PARATEXT OF HOW TO MAKE FRIENDS WITH A GHOST
This book will find popularity each year around Halloween. Like many ‘Halloween’ picture books, the illustrations are desaturated with accent colours of orangey-reds. (Cf. Creepy Carrots, for instance.) Though it’s far from obvious, there’s something warm, spicy and pumpkin-y about this palette:
The soft palette with its dominant warm greys is similar to that found in Gaston.
What do you do when you meet a ghost? One: Provide the ghost with some of its favorite snacks, like mud tarts and earwax truffles. Two: Tell your ghost bedtime stories (ghosts love to be read to). Three: Make sure no one mistakes your ghost for whipped cream or a marshmallow when you aren’t looking! If you follow these few simple steps and the rest of the essential tips in How to Make Friends with a Ghost, you’ll see how a ghost friend will lovingly grow up and grow old with you.
A whimsical story about ghost care, Rebecca Green’s debut picture book is a perfect combination of offbeat humor, quirky and sweet illustrations, and the timeless theme of friendship.
MARKETING COPY
(It’s interesting to consider what it means for a picture book to be ‘whimsical’.)
CARNIVALESQUE STORY STRUCTURE OF HOW TO MAKE FRIENDS WITH A GHOST
I’ve chosen to analyse this story structure with the carnivalesque template because although it breaks from the archetypal carnivalesque picture book in some ways, this is basically a Child/All in Fun combo breaking away from the eyes of authority and enjoying their own adventure.
An Every Child is at Home
There is one clear difference between this story and more typically carnivalesque picture books such as The Day Jimmy’s Boa Ate The Washing, The Cat In The Hat or Come Away From The Water, Shirley. In How To Make Friends With A Ghost, there is no introduction of the adult authority figure against which the child character rebels.
The reason, I think, is this: The girl is her own authority figure. There are shades of the Female Maturity Formula in here. (Can you think of a similar plot and tone but featuring a boy? I can’t.) The girl doesn’t so much rebel against authority. Instead she channels kindness and nurturing in the way a mother would. As we shall see, she herself becomes a mother, then a grandmother archetype.
This main character has little to individuate her (in common with carnivalesque children). I would argue she is the Every Girl rather than the Every Child. If she were drawn as a boy, we would note he is individuated from typical storybook Every Boys due to his highly empathetic nature. (Note that highly empathetic, caring boys are not entirely absent from children’s stories. The boy in Pixar’s Up is a good example, and a Pixar exception.) However, these boys don’t tend to be described on the page as ‘sweet, warm and kind’.

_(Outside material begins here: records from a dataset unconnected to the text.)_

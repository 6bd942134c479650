//! Baseline calibration tables and the rate resolver
//!
//! Baseline hazard and flow magnitudes are fixed calibration constants
//! keyed by cPRA threshold class. The resolver turns a validated
//! `ScenarioParameters` into a `RateTable` of absolute rates: xenograft
//! hazards are the high-class standard-organ baselines scaled by the
//! scenario's dimensionless multipliers, and the supply level is resolved
//! against the class's baseline supply.
//!
//! The resolved table is passed by value into every stepper call; nothing
//! in the stepping path consults a global table.
//!
//! All rates are in per-year units. Per-capita hazards are multiplied by
//! the current compartment size (and dt) at each step; arrival, allocation
//! and supply rates are absolute flows.

use serde::{Deserialize, Serialize};

use crate::models::params::{CpraThreshold, ScenarioParameters, SimulationError};

/// Calibration constants for one cPRA threshold class
///
/// These are fixed inputs to the model, not computed quantities. Waitlist
/// sizes and flow magnitudes approximate the US kidney list under the
/// given band split; hazards are annual per-capita rates.
#[derive(Debug, Clone, Copy, PartialEq, Serialize, Deserialize)]
pub struct BaselineRates {
    /// New registrations per year, standard class
    pub arrival_standard: f64,
    /// New registrations per year, high class
    pub arrival_high: f64,

    /// Standard organs allocated per year to the standard class
    pub allocation_standard: f64,
    /// Standard organs allocated per year to the high class
    pub allocation_high: f64,

    /// Annual per-capita death hazard on the standard-class waitlist
    pub waitlist_death_standard: f64,
    /// Annual per-capita death hazard on the high-class waitlist
    pub waitlist_death_high: f64,

    /// Annual per-capita post-transplant death hazard, standard class
    pub post_transplant_death_standard: f64,
    /// Annual per-capita post-transplant death hazard, high class
    pub post_transplant_death_high: f64,

    /// Annual per-capita graft-failure hazard, standard-class grafts
    pub graft_failure_standard: f64,
    /// Annual per-capita graft-failure hazard, high-class standard-organ
    /// grafts; also the base the xenograft multiplier scales
    pub graft_failure_high: f64,

    /// Fraction of graft failures that relist rather than exit
    pub relist_fraction: f64,

    /// Baseline xenograft supply, organs offered per year
    pub xeno_supply: f64,
    /// Fraction of offered xenografts accepted by eligible patients
    pub xeno_acceptance: f64,

    /// Waitlist size at the start of the run, standard class
    pub initial_waitlist_standard: f64,
    /// Waitlist size at the start of the run, high class
    pub initial_waitlist_high: f64,
}

const CPRA_80: BaselineRates = BaselineRates {
    arrival_standard: 30_900.0,
    arrival_high: 5_000.0,
    allocation_standard: 23_600.0, // 27,000 organs/yr total
    allocation_high: 3_400.0,
    waitlist_death_standard: 0.054,
    waitlist_death_high: 0.072,
    post_transplant_death_standard: 0.025,
    post_transplant_death_high: 0.034,
    graft_failure_standard: 0.035,
    graft_failure_high: 0.048,
    relist_fraction: 0.45,
    xeno_supply: 2_500.0,
    xeno_acceptance: 0.85,
    initial_waitlist_standard: 78_000.0,
    initial_waitlist_high: 14_000.0,
};

const CPRA_85: BaselineRates = BaselineRates {
    arrival_standard: 32_000.0,
    arrival_high: 3_900.0,
    allocation_standard: 24_400.0,
    allocation_high: 2_600.0,
    waitlist_death_standard: 0.055,
    waitlist_death_high: 0.075,
    post_transplant_death_standard: 0.025,
    post_transplant_death_high: 0.035,
    graft_failure_standard: 0.035,
    graft_failure_high: 0.050,
    relist_fraction: 0.45,
    xeno_supply: 2_000.0,
    xeno_acceptance: 0.85,
    initial_waitlist_standard: 81_000.0,
    initial_waitlist_high: 11_000.0,
};

const CPRA_95: BaselineRates = BaselineRates {
    arrival_standard: 34_000.0,
    arrival_high: 1_900.0,
    allocation_standard: 25_800.0,
    allocation_high: 1_200.0,
    waitlist_death_standard: 0.056,
    waitlist_death_high: 0.085, // most sensitized, longest waits
    post_transplant_death_standard: 0.025,
    post_transplant_death_high: 0.040,
    graft_failure_standard: 0.035,
    graft_failure_high: 0.055,
    relist_fraction: 0.45,
    xeno_supply: 1_200.0,
    xeno_acceptance: 0.85,
    initial_waitlist_standard: 86_500.0,
    initial_waitlist_high: 5_500.0,
};

impl BaselineRates {
    /// Calibration table for a threshold class
    pub fn for_threshold(threshold: CpraThreshold) -> BaselineRates {
        match threshold {
            CpraThreshold::Cpra80 => CPRA_80,
            CpraThreshold::Cpra85 => CPRA_85,
            CpraThreshold::Cpra95 => CPRA_95,
        }
    }
}

/// Resolved absolute rates for one scenario
///
/// Constructed once per run by [`RateTable::resolve`] and passed by value
/// into every step call. Xenograft hazards are already scaled by the
/// scenario multipliers; a multiplier of zero yields a hazard of exactly
/// zero.
#[derive(Debug, Clone, Copy, PartialEq, Serialize, Deserialize)]
pub struct RateTable {
    /// Threshold class this table was resolved for
    pub threshold: CpraThreshold,

    /// New registrations per year, standard class
    pub arrival_standard: f64,
    /// New registrations per year, high class
    pub arrival_high: f64,

    /// Standard organs per year allocated to the standard class
    pub allocation_standard: f64,
    /// Standard organs per year allocated to the high class
    pub allocation_high: f64,

    /// Annual per-capita waitlist death hazard, standard class
    pub waitlist_death_standard: f64,
    /// Annual per-capita waitlist death hazard, high class
    pub waitlist_death_high: f64,

    /// Annual per-capita post-transplant death hazard, standard-class
    /// standard-organ recipients
    pub post_transplant_death_standard: f64,
    /// Annual per-capita post-transplant death hazard, high-class
    /// standard-organ recipients
    pub post_transplant_death_high: f64,

    /// Annual per-capita graft-failure hazard, standard-class grafts
    pub graft_failure_standard: f64,
    /// Annual per-capita graft-failure hazard, high-class standard-organ
    /// grafts
    pub graft_failure_high: f64,

    /// Annual per-capita xenograft failure hazard (baseline × multiplier)
    pub xeno_graft_failure: f64,
    /// Annual per-capita xenograft post-transplant death hazard
    /// (baseline × multiplier)
    pub xeno_post_transplant_death: f64,

    /// Fraction of graft failures that relist rather than exit
    pub relist_fraction: f64,

    /// Xenografts offered per year
    pub xeno_supply: f64,
    /// Fraction of offered xenografts accepted
    pub xeno_acceptance: f64,

    /// Waitlist size at the start of the run, standard class
    pub initial_waitlist_standard: f64,
    /// Waitlist size at the start of the run, high class
    pub initial_waitlist_high: f64,
}

impl RateTable {
    /// Resolve a validated parameter set into absolute rates
    ///
    /// # Errors
    ///
    /// Propagates `SimulationError::InvalidParameter` from
    /// [`ScenarioParameters::validate`]; the table is never built from
    /// invalid input.
    ///
    /// # Example
    /// ```
    /// use waitlist_simulator_core_rs::{
    ///     CpraThreshold, RateTable, ScenarioParameters, XenoSupply,
    /// };
    ///
    /// let params = ScenarioParameters {
    ///     threshold: CpraThreshold::Cpra85,
    ///     graft_failure_multiplier: 0.0,
    ///     post_transplant_death_multiplier: 2.0,
    ///     xeno_supply: XenoSupply::baseline(),
    ///     horizon_years: 5,
    /// };
    /// let rates = RateTable::resolve(&params).unwrap();
    ///
    /// // multiplier 0 yields a hazard of exactly 0
    /// assert_eq!(rates.xeno_graft_failure, 0.0);
    /// assert_eq!(rates.xeno_post_transplant_death, 0.070);
    /// ```
    pub fn resolve(params: &ScenarioParameters) -> Result<RateTable, SimulationError> {
        params.validate()?;

        let base = BaselineRates::for_threshold(params.threshold);

        Ok(RateTable {
            threshold: params.threshold,
            arrival_standard: base.arrival_standard,
            arrival_high: base.arrival_high,
            allocation_standard: base.allocation_standard,
            allocation_high: base.allocation_high,
            waitlist_death_standard: base.waitlist_death_standard,
            waitlist_death_high: base.waitlist_death_high,
            post_transplant_death_standard: base.post_transplant_death_standard,
            post_transplant_death_high: base.post_transplant_death_high,
            graft_failure_standard: base.graft_failure_standard,
            graft_failure_high: base.graft_failure_high,
            xeno_graft_failure: base.graft_failure_high * params.graft_failure_multiplier,
            xeno_post_transplant_death: base.post_transplant_death_high
                * params.post_transplant_death_multiplier,
            relist_fraction: base.relist_fraction,
            xeno_supply: params.xeno_supply.organs_per_year(base.xeno_supply),
            xeno_acceptance: base.xeno_acceptance,
            initial_waitlist_standard: base.initial_waitlist_standard,
            initial_waitlist_high: base.initial_waitlist_high,
        })
    }

    /// The no-intervention table: identical rates with zero xeno supply
    pub fn counterfactual(&self) -> RateTable {
        RateTable {
            xeno_supply: 0.0,
            ..*self
        }
    }
}

#[cfg(test)]
mod tests {
    use super::*;
    use crate::models::params::XenoSupply;

    fn params(threshold: CpraThreshold) -> ScenarioParameters {
        ScenarioParameters {
            threshold,
            graft_failure_multiplier: 1.0,
            post_transplant_death_multiplier: 1.0,
            xeno_supply: XenoSupply::baseline(),
            horizon_years: 10,
        }
    }

    #[test]
    fn test_resolve_uses_threshold_table() {
        let rates = RateTable::resolve(&params(CpraThreshold::Cpra95)).unwrap();

        assert_eq!(rates.threshold, CpraThreshold::Cpra95);
        assert_eq!(rates.arrival_high, 1_900.0);
        assert_eq!(rates.initial_waitlist_high, 5_500.0);
        assert_eq!(rates.xeno_supply, 1_200.0);
    }

    #[test]
    fn test_unit_multipliers_reproduce_baselines() {
        let rates = RateTable::resolve(&params(CpraThreshold::Cpra85)).unwrap();

        assert_eq!(rates.xeno_graft_failure, rates.graft_failure_high);
        assert_eq!(
            rates.xeno_post_transplant_death,
            rates.post_transplant_death_high
        );
    }

    #[test]
    fn test_zero_multiplier_is_exactly_zero() {
        let mut p = params(CpraThreshold::Cpra85);
        p.graft_failure_multiplier = 0.0;
        p.post_transplant_death_multiplier = 0.0;
        let rates = RateTable::resolve(&p).unwrap();

        assert_eq!(rates.xeno_graft_failure, 0.0);
        assert_eq!(rates.xeno_post_transplant_death, 0.0);
    }

    #[test]
    fn test_supply_scaling() {
        let mut p = params(CpraThreshold::Cpra85);
        p.xeno_supply = XenoSupply::BaselineMultiple { factor: 2.0 };
        let rates = RateTable::resolve(&p).unwrap();
        assert_eq!(rates.xeno_supply, 4_000.0);

        p.xeno_supply = XenoSupply::Absolute {
            organs_per_year: 321.0,
        };
        let rates = RateTable::resolve(&p).unwrap();
        assert_eq!(rates.xeno_supply, 321.0);
    }

    #[test]
    fn test_invalid_params_rejected() {
        let mut p = params(CpraThreshold::Cpra85);
        p.graft_failure_multiplier = -1.0;
        assert!(RateTable::resolve(&p).is_err());
    }

    #[test]
    fn test_counterfactual_zeroes_only_supply() {
        let rates = RateTable::resolve(&params(CpraThreshold::Cpra80)).unwrap();
        let cf = rates.counterfactual();

        assert_eq!(cf.xeno_supply, 0.0);
        assert_eq!(cf.arrival_standard, rates.arrival_standard);
        assert_eq!(cf.xeno_graft_failure, rates.xeno_graft_failure);
        assert_eq!(cf.waitlist_death_high, rates.waitlist_death_high);
    }

    #[test]
    fn test_all_baseline_hazards_nonnegative() {
        for threshold in CpraThreshold::ALL {
            let base = BaselineRates::for_threshold(threshold);
            for hazard in [
                base.waitlist_death_standard,
                base.waitlist_death_high,
                base.post_transplant_death_standard,
                base.post_transplant_death_high,
                base.graft_failure_standard,
                base.graft_failure_high,
            ] {
                assert!(hazard >= 0.0);
            }
            assert!((0.0..=1.0).contains(&base.relist_fraction));
            assert!((0.0..=1.0).contains(&base.xeno_acceptance));
        }
    }
}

The Every Child wishes to have fun.
This is taken for granted in a carnivalesque picture book and didn’t need to be spelled out on the page. I feel it’s especially important to let girl characters have fun and break rules because this is the only way we can let girls out of their ‘little mother’ cages.

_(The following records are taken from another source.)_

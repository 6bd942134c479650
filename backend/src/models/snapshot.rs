//! Population snapshot
//!
//! A point-in-time record of every compartment in the model: the two
//! waitlist classes, the three live graft pools, and the cumulative
//! counters. Compartment sizes are f64 patient counts: the model is a
//! deterministic discretized continuous-time system, so fractional
//! populations are expected.
//!
//! # Critical Invariants
//!
//! 1. **Non-negativity**: every compartment is >= 0 at every step; flows
//!    are clamped, never allowed to overdraw a compartment.
//! 2. **Cumulative monotonicity**: transplant, death, graft-failure, and
//!    delisting counters never decrease.
//! 3. **Conservation**: per class, `waitlist + live graft pools +
//!    cumulative deaths + cumulative delistings` grows only by that
//!    class's arrivals. Patients who leave after an un-relisted graft
//!    failure are counted in `delisted_*`, so nothing vanishes from the
//!    books.

use serde::{Deserialize, Serialize};

/// Priority class of a waitlist patient
#[derive(Debug, Clone, Copy, PartialEq, Eq, Hash, Serialize, Deserialize)]
#[serde(rename_all = "snake_case")]
pub enum PriorityClass {
    /// Below the cPRA threshold
    Standard,
    /// At or above the cPRA threshold; eligible for xenografts
    High,
}

/// Point-in-time record of all compartment sizes
///
/// Waitlist compartments rise and fall; `graft_pool_*` are the living
/// recipients with a functioning graft (they shrink on death and graft
/// failure); every other field is a cumulative counter.
#[derive(Debug, Clone, Copy, PartialEq, Default, Serialize, Deserialize)]
pub struct PopulationSnapshot {
    /// Simulated time of this snapshot, in years since the run started
    pub time_years: f64,

    /// Standard-priority waitlist
    pub waitlist_standard: f64,
    /// High-priority waitlist
    pub waitlist_high: f64,

    /// Living standard-class recipients of standard organs
    pub graft_pool_standard: f64,
    /// Living high-class recipients of standard organs
    pub graft_pool_high_standard: f64,
    /// Living high-class recipients of xenografts
    pub graft_pool_high_xeno: f64,

    /// Cumulative standard-organ transplants into the standard class
    pub transplants_standard: f64,
    /// Cumulative standard-organ transplants into the high class
    pub transplants_high_standard: f64,
    /// Cumulative xenotransplants (high class only)
    pub transplants_high_xeno: f64,

    /// Cumulative deaths on the standard-priority waitlist
    pub waitlist_deaths_standard: f64,
    /// Cumulative deaths on the high-priority waitlist
    pub waitlist_deaths_high: f64,

    /// Cumulative post-transplant deaths, standard class
    pub post_transplant_deaths_standard: f64,
    /// Cumulative post-transplant deaths, high class (both organ sources)
    pub post_transplant_deaths_high: f64,

    /// Cumulative graft failures of standard organs (both classes)
    pub graft_failures_standard: f64,
    /// Cumulative graft failures of xenografts
    pub graft_failures_xeno: f64,

    /// Cumulative standard-class patients who exited after graft failure
    /// without relisting
    pub delisted_standard: f64,
    /// Cumulative high-class patients who exited after graft failure
    /// without relisting
    pub delisted_high: f64,
}

impl PopulationSnapshot {
    /// Initial snapshot: calibrated waitlists, empty pools and counters
    pub fn initial(waitlist_standard: f64, waitlist_high: f64) -> Self {
        Self {
            waitlist_standard,
            waitlist_high,
            ..Self::default()
        }
    }

    /// Waitlist size for one class
    pub fn waitlist(&self, class: PriorityClass) -> f64 {
        match class {
            PriorityClass::Standard => self.waitlist_standard,
            PriorityClass::High => self.waitlist_high,
        }
    }

    /// Total waitlist size across both classes
    pub fn total_waitlist(&self) -> f64 {
        self.waitlist_standard + self.waitlist_high
    }

    /// Cumulative transplants across classes and organ sources
    pub fn total_transplants(&self) -> f64 {
        self.transplants_standard + self.transplants_high_standard + self.transplants_high_xeno
    }

    /// Cumulative deaths for one class (waitlist + post-transplant)
    pub fn deaths(&self, class: PriorityClass) -> f64 {
        match class {
            PriorityClass::Standard => {
                self.waitlist_deaths_standard + self.post_transplant_deaths_standard
            }
            PriorityClass::High => self.waitlist_deaths_high + self.post_transplant_deaths_high,
        }
    }

    /// Cumulative deaths across both classes and both causes
    pub fn total_deaths(&self) -> f64 {
        self.deaths(PriorityClass::Standard) + self.deaths(PriorityClass::High)
    }

    /// Everyone this class has ever accounted for
    ///
    /// Waitlist, living graft pools, cumulative deaths, and cumulative
    /// delistings. Grows by exactly the class's arrivals each step.
    pub fn accounted(&self, class: PriorityClass) -> f64 {
        match class {
            PriorityClass::Standard => {
                self.waitlist_standard
                    + self.graft_pool_standard
                    + self.deaths(PriorityClass::Standard)
                    + self.delisted_standard
            }
            PriorityClass::High => {
                self.waitlist_high
                    + self.graft_pool_high_standard
                    + self.graft_pool_high_xeno
                    + self.deaths(PriorityClass::High)
                    + self.delisted_high
            }
        }
    }

    /// All compartment values, for invariant sweeps in tests
    pub fn compartments(&self) -> [f64; 16] {
        [
            self.waitlist_standard,
            self.waitlist_high,
            self.graft_pool_standard,
            self.graft_pool_high_standard,
            self.graft_pool_high_xeno,
            self.transplants_standard,
            self.transplants_high_standard,
            self.transplants_high_xeno,
            self.waitlist_deaths_standard,
            self.waitlist_deaths_high,
            self.post_transplant_deaths_standard,
            self.post_transplant_deaths_high,
            self.graft_failures_standard,
            self.graft_failures_xeno,
            self.delisted_standard,
            self.delisted_high,
        ]
    }

    /// Cumulative counters only, in a fixed order shared with
    /// [`PopulationSnapshot::compartments`] indices 5..
    pub fn cumulative_counters(&self) -> [f64; 11] {
        [
            self.transplants_standard,
            self.transplants_high_standard,
            self.transplants_high_xeno,
            self.waitlist_deaths_standard,
            self.waitlist_deaths_high,
            self.post_transplant_deaths_standard,
            self.post_transplant_deaths_high,
            self.graft_failures_standard,
            self.graft_failures_xeno,
            self.delisted_standard,
            self.delisted_high,
        ]
    }

    /// Absolute elementwise difference against another snapshot
    ///
    /// Used by the equivalence tests; ignores `time_years`.
    pub fn max_abs_diff(&self, other: &PopulationSnapshot) -> f64 {
        self.compartments()
            .iter()
            .zip(other.compartments().iter())
            .map(|(a, b)| (a - b).abs())
            .fold(0.0, f64::max)
    }
}

#[cfg(test)]
mod tests {
    use super::*;

    #[test]
    fn test_initial_snapshot() {
        let snap = PopulationSnapshot::initial(81_000.0, 11_000.0);

        assert_eq!(snap.waitlist(PriorityClass::Standard), 81_000.0);
        assert_eq!(snap.waitlist(PriorityClass::High), 11_000.0);
        assert_eq!(snap.total_waitlist(), 92_000.0);
        assert_eq!(snap.total_transplants(), 0.0);
        assert_eq!(snap.total_deaths(), 0.0);
        assert_eq!(snap.time_years, 0.0);
    }

    #[test]
    fn test_accounted_sums_every_compartment() {
        let snap = PopulationSnapshot {
            waitlist_high: 100.0,
            graft_pool_high_standard: 40.0,
            graft_pool_high_xeno: 10.0,
            waitlist_deaths_high: 5.0,
            post_transplant_deaths_high: 2.0,
            delisted_high: 3.0,
            ..PopulationSnapshot::default()
        };

        assert_eq!(snap.accounted(PriorityClass::High), 160.0);
        assert_eq!(snap.accounted(PriorityClass::Standard), 0.0);
    }

    #[test]
    fn test_max_abs_diff() {
        let a = PopulationSnapshot::initial(100.0, 50.0);
        let mut b = a;
        b.waitlist_high = 53.5;

        assert_eq!(a.max_abs_diff(&b), 3.5);
        assert_eq!(a.max_abs_diff(&a), 0.0);
    }
}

Does this book achieve this? Let’s see.
Disappearance or backgrounding of the home authority figure
Because the Girl and the Mother are one and the same, the storyteller doesn’t need to get rid of the parents/caregivers. They were never there in the first place.
Appearance of an Ally in Fun
The ghost!
The ‘straight’ ghost is scary, but the carnivalesque ghost can be an ally in fun.
Western readers will probably think of Caspar when they see Green’s white ghost with the wavy bottom. Green’s ghost has ‘arms but no fingers’. Similarly cute-ified, white ghosts can be seen all around the world.
Take the Japanese hajikkaki (恥っかき), in turn based on a Chinese spirit called the shahyōchū (謝豹虫). Haji means ‘shame’. This ghost is always covering its face out of shame. Unlike the Caspar-esque (Western) ghost, the hajikkaki has arms and legs but, in common with the Caspar-esque ghost, is white, hairless, plump and a therefore childlike and cute. (That said, the hajikkaki does have fangs.)
This Japanese ghost appeared in old yookai scrolls such as the Bakemono tsukushi emaki (1820). I point this out to say that humans have long sapped the psychological power from scary ghosts by rendering them harmless and playful. The hajikkaki is notable for its constant shame, which induces pity, and perhaps our own desire to nurture it like a young child.
The Fun Phase
This is how the fun phase typically looks in a more ‘masculine’, linear plot structure, carnivalesque or otherwise:
- Hierarchy is overturned. Fun ensues.
- Fun builds!
- Peak Fun!
However, the fun in this mock how-to guide doesn’t build to a climax, but rather feels episodic, more like the separate but connected chapters of Anne of Green Gables than Stuck by Oliver Jeffers.
Caring for this ghost is having fun with a new friend.
Notably, much of the fun derives from the ickiness of the recipes prepared for this ghost pet. Up to a certain age, kids love disgusting recipes. Developmentally, gross-out detail appeals until approximately adolescence, and is typically replaced by increasing interest in sex.
Gross-out and the carnivalesque go together. In Voracious Children: Who eats whom in children’s literature, Carolyn Daniel writes about ‘carnivalesque-grotesque narratives’, and How To Make Friends With A Ghost, despite its whimsical artwork and gentle, episodic, feminine build, is an (unlikely) example of that. Yes, the girl in this story does get to have fun. She may be doing typically motherly things with her ‘friend’ (more like a pet or a child), such as preparing it for bed and cooking its meals, but because those meals are disgusting, she’s having oodles of fun.
The bathroom is often a carnivalesque room of the house. In this case, the author/illustrator creates humour by depicting a cauldron instead of a bath.
The girl is also a trickster, or a ‘Cunning Woman’ archetype in this particular spread, where she is (dressed as) a witch, winking conpiratorially at the reader, breaking the fourth wall.
The story includes intertextual references to pop cultural phenomena which will appeal to the dual audience, e.g. Tales of the Living (cf. Tales of the Dead).
Notably, as the girl learns how to care for a ghost, she is not positioned as a loner. She has human friends alongside her imaginary friend, presumably because if you learn the skill of friendship, you’ll make friends wherever you go.
Of the girl’s friends, it’s the boy who does something uncaringly mischievous with her precious ghost, which is typical storybook gendering. We see caring girls vs. uncaring/mischievous boys right across children’s literature.
Surprise! (for the reader)
The stronger the surprise at the end of a carnivalesque picture book, the higher the concept. Not all carnivalesque books have what we’d call a ‘surprise’ in the gag sense, but there must be something we didn’t expect.
I did not expect this book would take us through the rest of the girl’s lifetime. I was unprepared for that! I expected the book to end after the girl tucks the ghost in, but no, this is a longer-than-usual picture book running to 40 pages rather than the usual 32.
The big surprise: The old lady dies and becomes a ghost herself. This is the perfect kind of surprise, because when we find out, we think, “Well, of course!”
Return to the Home state
The ‘Home State’ in this story is the reversion to young childhood, which is old age. This is ‘circle of life’ stuff. This has been a useful case study of the carnivalesque, partly because of its expanded definition of ‘Home’.